You know how when you're in your teens or early twenties and you are out and about and witness that parenting disaster that every one of us has seen at some point in our life? You know, that kid having a hissy fit very loudly, somewhere very public and their mother is ignoring them or screaming and bitching just as loudly? You shake your head and wonder why they even bother taking their kid out anywhere.

And then you have kids of your own and it's like oh, yeah, okay. I so understand now.

Because as parents, we just don't learn. Your kids are so cute and precious and everyone tells you how well-behaved they are during play dates or sleepovers.
So you're like, "Okay, we have to go to the grocery store later. You going to behave?"
"Yes, I promise."
 

And I'll be damned if we don't believe them. Especially when they act like little angels all day leading up to said outing. Cleaning up their toys. Eating their meals. Giving hugs and kisses freely. We get that gooey feeling in our mommy parts (those ridiculous parts that often tell us to pop another one of these little demons out) and think, oh, maybe I'll get them a treat while we're there. Since they have been so good. You might even mention that on the ride there.

But the grocery store or mall or wherever the hell we think we can take these animals is a completely different story. Things start out okay. You go down an aisle or two and they might say something overly loud and embarrassing here and there but you're used to that and just shrug it off. You let them pick out a treat after you grab a few necessities. 

Then they start the arguing amongst themselves. Bickering, pushing, smacking that gets rougher and nearly deafening as you try to push the cart or stroller. Maybe one offers to push the cart and starts running down the aisle. Shrieking and swerving, nearly taking out other shoppers who are just trying to get some fucking groceries, the baby in the cart laughing hysterically (and maybe suffering some whiplash around those corners) while you walk/run to catch up, your voice serious but still in control because you are not about to lose your cool in front of the other moms, elderly people, or single hotties watching this fiasco unfold. Most likely, they do hit a few people that you hurriedly apologize to while you attempt to retrieve your damn cart.

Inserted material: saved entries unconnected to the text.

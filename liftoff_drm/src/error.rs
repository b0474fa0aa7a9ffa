// Copyright 2026 the Liftoff Authors
// SPDX-License-Identifier: Apache-2.0 OR MIT

//! Backend setup errors and kernel errno extraction.

use std::io;
use std::path::PathBuf;

use drm::control::GetPlanarFramebufferError;
use liftoff_core::error::Errno;

/// Errors from opening and preparing a DRM device.
///
/// Failures once the device is running are reported to the allocator as
/// [`Errno`] values instead.
#[derive(Debug, thiserror::Error)]
pub enum DrmError {
    /// The device node could not be opened.
    #[error("failed to open DRM node {}: {source}", .path.display())]
    Open {
        /// Path of the node.
        path: PathBuf,
        /// Underlying error.
        source: io::Error,
    },
    /// The driver refused a client capability the allocator relies on.
    #[error("DRM client capability {capability} not supported: {source}")]
    Capability {
        /// Name of the capability.
        capability: &'static str,
        /// Underlying error.
        source: io::Error,
    },
}

/// Extracts the kernel errno from an I/O error returned by `drm`.
///
/// Errors that did not come from a system call map to `EIO`.
pub(crate) fn errno_of(err: &io::Error) -> Errno {
    let errno = rustix::io::Errno::from_io_error(err).unwrap_or(rustix::io::Errno::IO);
    Errno(errno.raw_os_error())
}

/// Sorts a failed `GETFB2` lookup into "no metadata" (`None`) and a real
/// error.
///
/// Kernels without the ioctl answer `EINVAL`, and `drm` refuses pixel formats
/// it cannot name. Neither stops the framebuffer from being scanned out.
pub(crate) fn planar_fb_error(err: &GetPlanarFramebufferError) -> Option<Errno> {
    match err {
        GetPlanarFramebufferError::Io(err) => Some(errno_of(err)).filter(|e| *e != Errno::EINVAL),
        GetPlanarFramebufferError::UnrecognizedFourcc(_) => None,
    }
}

#[cfg(test)]
mod tests {
    use drm::buffer::UnrecognizedFourcc;

    use super::*;

    #[test]
    fn kernel_errors_keep_their_value() {
        for errno in [Errno::EINVAL, Errno::ENOSPC, Errno::EBUSY, Errno::EINTR] {
            let err = io::Error::from_raw_os_error(errno.0);
            assert_eq!(errno_of(&err), errno);
        }
    }

    #[test]
    fn synthetic_errors_become_eio() {
        let err = io::Error::other("unknown fourcc");
        assert_eq!(errno_of(&err), Errno(rustix::io::Errno::IO.raw_os_error()));
        assert!(!errno_of(&err).is_incompatibility());
    }

    #[test]
    fn missing_getfb2_means_no_metadata() {
        let old_kernel =
            GetPlanarFramebufferError::Io(io::Error::from_raw_os_error(Errno::EINVAL.0));
        assert_eq!(planar_fb_error(&old_kernel), None);

        let odd_format = GetPlanarFramebufferError::UnrecognizedFourcc(UnrecognizedFourcc(0));
        assert_eq!(planar_fb_error(&odd_format), None);
    }

    #[test]
    fn other_getfb2_failures_are_reported() {
        for errno in [Errno::ENOENT, Errno::EBUSY] {
            let err = GetPlanarFramebufferError::Io(io::Error::from_raw_os_error(errno.0));
            assert_eq!(planar_fb_error(&err), Some(errno));
        }
    }

    #[test]
    fn open_error_names_the_node() {
        let err = DrmError::Open {
            path: PathBuf::from("/dev/dri/card7"),
            source: io::Error::from_raw_os_error(Errno::ENOENT.0),
        };
        assert!(err.to_string().starts_with("failed to open DRM node /dev/dri/card7: "));
    }
}
// Copyright 2026 the Liftoff Authors
// SPDX-License-Identifier: Apache-2.0 OR MIT

//! Hardware display-plane allocation for atomic KMS compositors.
//!
//! `liftoff_core` decides which compositor layers can be scanned out directly
//! by hardware planes and which ones must be composited by the GPU. It is
//! `no_std` compatible (with `alloc`) and reaches the kernel only through the
//! [`Kms`](kms::Kms) trait, so the same allocator drives a real DRM device and
//! the in-memory mock used by the test harness.
//!
//! # Architecture
//!
//! ```text
//!   Kms (kernel seam)
//!       │  enumeration
//!       ▼
//!   Device ──► Plane list (fixed traversal order)
//!       │
//!       ├──► Output (one per CRTC) ──► Layer list (priority order)
//!       │
//!       ▼
//!   Device::apply() ──► reuse fast path ──► backtracking search
//!                              │                    │
//!                              └───► Request ◄──────┘
//!                                       │
//!                                       ▼
//!                              caller's real commit
//! ```
//!
//! **[`device`]** — The [`Device`](device::Device) arena owning planes,
//! outputs and layers. Plane↔layer links are generational handles kept
//! mutually consistent at a single mutation site.
//!
//! **[`allocator`]** — `Device::apply()`: priority bookkeeping, the reuse
//! fast path and the zpos-aware backtracking search with pruning and a
//! deadline.
//!
//! **[`layer`]**, **[`plane`]**, **[`output`]** — the three entity types.
//!
//! **[`prop`]** — The per-layer property bag with previous-value tracking
//! and an O(1) index for well-known property names.
//!
//! **[`kms`]** — The [`Kms`](kms::Kms) trait and the kernel-facing data
//! types; **[`request`]** is the staged atomic request builder.
//!
//! **[`format`]** — Decoding of the kernel `IN_FORMATS` blob.
//!
//! **[`trace`]** — [`TraceSink`](trace::TraceSink) trait and allocation
//! events, with the zero-overhead [`Tracer`](trace::Tracer) wrapper.
//!
//! # Crate features
//!
//! - `std` (disabled by default): Enables `std` support in dependencies.
//! - `trace` (disabled by default): Enables `Tracer` method bodies (one branch
//!   per call site).

#![no_std]
#![cfg_attr(docsrs, feature(doc_auto_cfg))]

extern crate alloc;

mod arena;

pub mod allocator;
pub mod config;
pub mod device;
pub mod error;
pub mod format;
pub mod kms;
pub mod layer;
pub mod output;
pub mod plane;
pub mod prop;
pub mod request;
pub mod time;
pub mod trace;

Meanwhile, the fight amongst the others has turned into a suspicious whispering and next thing you know, they are racing each other up and down the aisles.
You get your cart and youngest spawn back easily now because the other one wants to join in the game, despite your low, guttural threats. You're worked up, threatening in a resounding voice that you will put their treats back if they don't get back to the cart and chill out. They barely notice because they have disappeared down another aisle, their high-pitched laughter echoing across the entire damn store.

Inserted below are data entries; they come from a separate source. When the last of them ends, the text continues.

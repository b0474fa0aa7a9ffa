// Copyright 2026 the Liftoff Authors
// SPDX-License-Identifier: Apache-2.0 OR MIT

//! Chrome Trace Event Format exporter.
//!
//! [`export`] reads events from a [`RecorderSink`](super::recorder::RecorderSink)
//! and writes [Chrome Trace Event Format][spec] JSON to the given writer.
//!
//! Each apply becomes a duration slice on a thread named after its CRTC.
//! Everything else is an instant event inside that slice. Only the apply
//! boundaries carry a host timestamp; deadlines are placed at the apply's
//! start plus their elapsed time, and the remaining events at the start of
//! the apply they belong to.
//!
//! [spec]: https://docs.google.com/document/d/1CvAClvFfyA5R-PhYUmn5OOQtYMH4h6I0nSsKchNAySU

use std::io::{self, Write};

use serde_json::{Value, json};

use liftoff_core::time::Timebase;
use liftoff_core::trace::Severity;

use crate::recorder::RecordedEvent;

/// Exports recorded events as Chrome Trace Event Format JSON.
///
/// The output is a complete JSON array of trace event objects, suitable for
/// loading into `chrome://tracing` or [Perfetto](https://ui.perfetto.dev/).
///
/// Timestamps are converted to microseconds using the provided [`Timebase`].
pub fn export(
    events: &[RecordedEvent],
    timebase: Timebase,
    writer: &mut dyn Write,
) -> io::Result<()> {
    let mut out: Vec<Value> = Vec::new();
    // Start of the apply in progress, and its CRTC.
    let mut start = 0_u64;
    let mut tid = 0_u32;

    for recorded in events {
        match recorded {
            RecordedEvent::ApplyBegin(e) => {
                start = e.timestamp.ticks();
                tid = e.crtc_id;
                out.push(json!({
                    "ph": "B",
                    "name": "apply",
                    "cat": "Apply",
                    "ts": ticks_to_us(start, timebase),
                    "pid": 0,
                    "tid": tid,
                    "args": {
                        "output": e.output.index(),
                        "layers": e.layers,
                    }
                }));
            }
            RecordedEvent::Reuse(e) => {
                out.push(json!({
                    "ph": "i",
                    "name": "Reuse",
                    "cat": "Apply",
                    "ts": ticks_to_us(start, timebase),
                    "pid": 0,
                    "tid": tid,
                    "s": "t",
                    "args": {
                        "outcome": format!("{:?}", e.outcome),
                    }
                }));
            }
            RecordedEvent::Candidate(e) => {
                out.push(json!({
                    "ph": "i",
                    "name": "Candidate",
                    "cat": "Search",
                    "ts": ticks_to_us(start, timebase),
                    "pid": 0,
                    "tid": tid,
                    "s": "t",
                    "args": {
                        "depth": e.depth,
                        "plane": e.plane_id,
                        "layer": e.layer.index(),
                        "verdict": format!("{:?}", e.verdict),
                    }
                }));
            }
            RecordedEvent::BestAllocation(e) => {
                out.push(json!({
                    "ph": "i",
                    "name": "BestAllocation",
                    "cat": "Search",
                    "ts": ticks_to_us(start, timebase),
                    "pid": 0,
                    "tid": tid,
                    "s": "t",
                    "args": {
                        "depth": e.depth,
                        "score": e.score,
                    }
                }));
            }
            RecordedEvent::Deadline(e) => {
                out.push(json!({
                    "ph": "i",
                    "name": "Deadline",
                    "cat": "Search",
                    "ts": ticks_to_us(start.saturating_add(e.elapsed.ticks()), timebase),
                    "pid": 0,
                    "tid": tid,
                    "s": "t",
                    "args": {
                        "plane": e.plane_id,
                        "elapsed_us": ticks_to_us(e.elapsed.ticks(), timebase),
                    }
                }));
            }
            RecordedEvent::PriorityChange(e) => {
                out.push(json!({
                    "ph": "i",
                    "name": "PriorityChange",
                    "cat": "Priority",
                    "ts": ticks_to_us(start, timebase),
                    "pid": 0,
                    "tid": tid,
                    "s": "p",
                    "args": {
                        "layer": e.layer.index(),
                        "old": e.old,
                        "new": e.new,
                    }
                }));
            }
            RecordedEvent::Assignment(e) => {
                out.push(json!({
                    "ph": "i",
                    "name": "Assignment",
                    "cat": "Apply",
                    "ts": ticks_to_us(start, timebase),
                    "pid": 0,
                    "tid": tid,
                    "s": "t",
                    "args": {
                        "plane": e.plane_id,
                        "layer": e.layer.index(),
                    }
                }));
            }
            RecordedEvent::ApplyEnd(e) => {
                out.push(json!({
                    "ph": "E",
                    "name": "apply",
                    "cat": "Apply",
                    "ts": ticks_to_us(e.timestamp.ticks(), timebase),
                    "pid": 0,
                    "tid": tid,
                    "args": {
                        "reused": e.reused,
                        "score": e.score,
                        "test_commits": e.test_commits,
                    }
                }));
            }
            RecordedEvent::Log { severity, message } => {
                // Debug messages would drown the timeline.
                if *severity == Severity::Error {
                    out.push(json!({
                        "ph": "i",
                        "name": "Error",
                        "cat": "Log",
                        "ts": ticks_to_us(start, timebase),
                        "pid": 0,
                        "tid": tid,
                        "s": "t",
                        "args": {
                            "message": message,
                        }
                    }));
                }
            }
        }
    }

    serde_json::to_writer_pretty(writer, &out)?;
    Ok(())
}

fn ticks_to_us(ticks: u64, timebase: Timebase) -> f64 {
    timebase.ticks_to_nanos(ticks) as f64 / 1000.0
}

At this point, fuck the list you so carefully made. You just want to get the hell out of here so you can take them home and open up a can of whoop ass on these kids that they have never experienced in their all-too-short, and possibly almost at an end, lives. Hell, you're too exhausted to even go put their treats back.

Pushing down the aisles with angry purpose, snatching up screaming monsters left and right, you vice grip their little arms and drag them to the register. Whatever you have in the cart now will just have to fucking do. This is when the baby, who has been chill through this entire debacle, decides to scream and raise hell. She can't possibly sit in this cart a moment longer now that it isn't in motion and must be held by none other than, you guessed it, you. Holding a whiny kid on one hip, tossing crap from the cart to the register, the other kids finally realize just how pissed you are and begin to calm down. Or, they decide now is the time to start the I wants and hit the floor crying when you growl no. 

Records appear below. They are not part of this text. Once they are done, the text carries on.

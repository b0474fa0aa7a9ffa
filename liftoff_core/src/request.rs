// Copyright 2026 the Liftoff Authors
// SPDX-License-Identifier: Apache-2.0 OR MIT

//! Staged atomic requests.
//!
//! A [`Request`] is an ordered list of property writes that a backend turns
//! into one atomic commit. Writes are appended with [`Request::add`];
//! [`Request::cursor`] snapshots the current length and
//! [`Request::set_cursor`] truncates back to a snapshot, so a write that was
//! rolled back never reaches the kernel.

use alloc::vec::Vec;

/// One staged `(object, property, value)` write.
#[derive(Clone, Copy, Debug, PartialEq, Eq, Hash)]
pub struct StagedWrite {
    /// KMS object id (plane, CRTC, connector).
    pub object_id: u32,
    /// KMS property id on that object.
    pub property_id: u32,
    /// Raw property value.
    pub value: u64,
}

/// An atomic request under construction.
#[derive(Clone, Debug, Default, PartialEq, Eq)]
pub struct Request {
    writes: Vec<StagedWrite>,
}

impl Request {
    /// Creates an empty request.
    #[must_use]
    pub fn new() -> Self {
        Self::default()
    }

    /// Appends a property write.
    pub fn add(&mut self, object_id: u32, property_id: u32, value: u64) {
        self.writes.push(StagedWrite {
            object_id,
            property_id,
            value,
        });
    }

    /// Returns a snapshot of the current request length.
    #[inline]
    #[must_use]
    pub fn cursor(&self) -> usize {
        self.writes.len()
    }

    /// Drops every write staged after `cursor` was taken.
    ///
    /// A cursor past the end is ignored.
    #[inline]
    pub fn set_cursor(&mut self, cursor: usize) {
        self.writes.truncate(cursor);
    }

    /// Removes all staged writes.
    pub fn clear(&mut self) {
        self.writes.clear();
    }

    /// Staged writes in submission order.
    #[must_use]
    pub fn writes(&self) -> &[StagedWrite] {
        &self.writes
    }

    /// Number of staged writes.
    #[must_use]
    pub fn len(&self) -> usize {
        self.writes.len()
    }

    /// Whether nothing is staged.
    #[must_use]
    pub fn is_empty(&self) -> bool {
        self.writes.is_empty()
    }

    /// The value the kernel would see for `(object_id, property_id)`: the last
    /// staged write wins.
    #[must_use]
    pub fn value(&self, object_id: u32, property_id: u32) -> Option<u64> {
        self.writes
            .iter()
            .rev()
            .find(|w| w.object_id == object_id && w.property_id == property_id)
            .map(|w| w.value)
    }
}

Fumbling in your purse for your wallet, someone (there is always someone, it might be the bag boy or another customer but there is always someone) takes this moment to comment on how beautiful your kids are. You want to say, "You want one? Here, take them all!" but you calmly smile and say thank you. And then they ask the worst question they could possibly ask you at a time like this. 
"Do you plan on having more?"
This is when your carefully placed mask of cheerfulness falters and you glance around at the little terrors, partially to make sure no one has taken off again, and say something along the lines of, "Oh no, I think I've had enough." Your inner mommy parts are in complete agreeance with you on this (though they will turn traitor later on, guaranteed) and you turn away, signaling that this conversation is so over. Because the next person that talks to you, whether it is some adult or one of your kids, is going to witness you lose your shit.
And this is how you get home with half the groceries you needed, completely stressed, and most likely now have to go make dinner. While they enjoy their damn treats. You swear up and down that you will never take them out again, knowing in the back of your mind that you will, probably within the next week, too. 



So you see youngsters, mommies who ignore the screaming tantrums are trying to do the right thing. They are trying to keep their calm and wait for the storm to pass. A kid can't scream forever, especially if they don't have an attentive audience. Mommies that are completely wigging out on their kid, possibly spanking them right in front of you in the checkout line, have been pushed past the point of rational thought and could give two shits what you think of their parenting skills.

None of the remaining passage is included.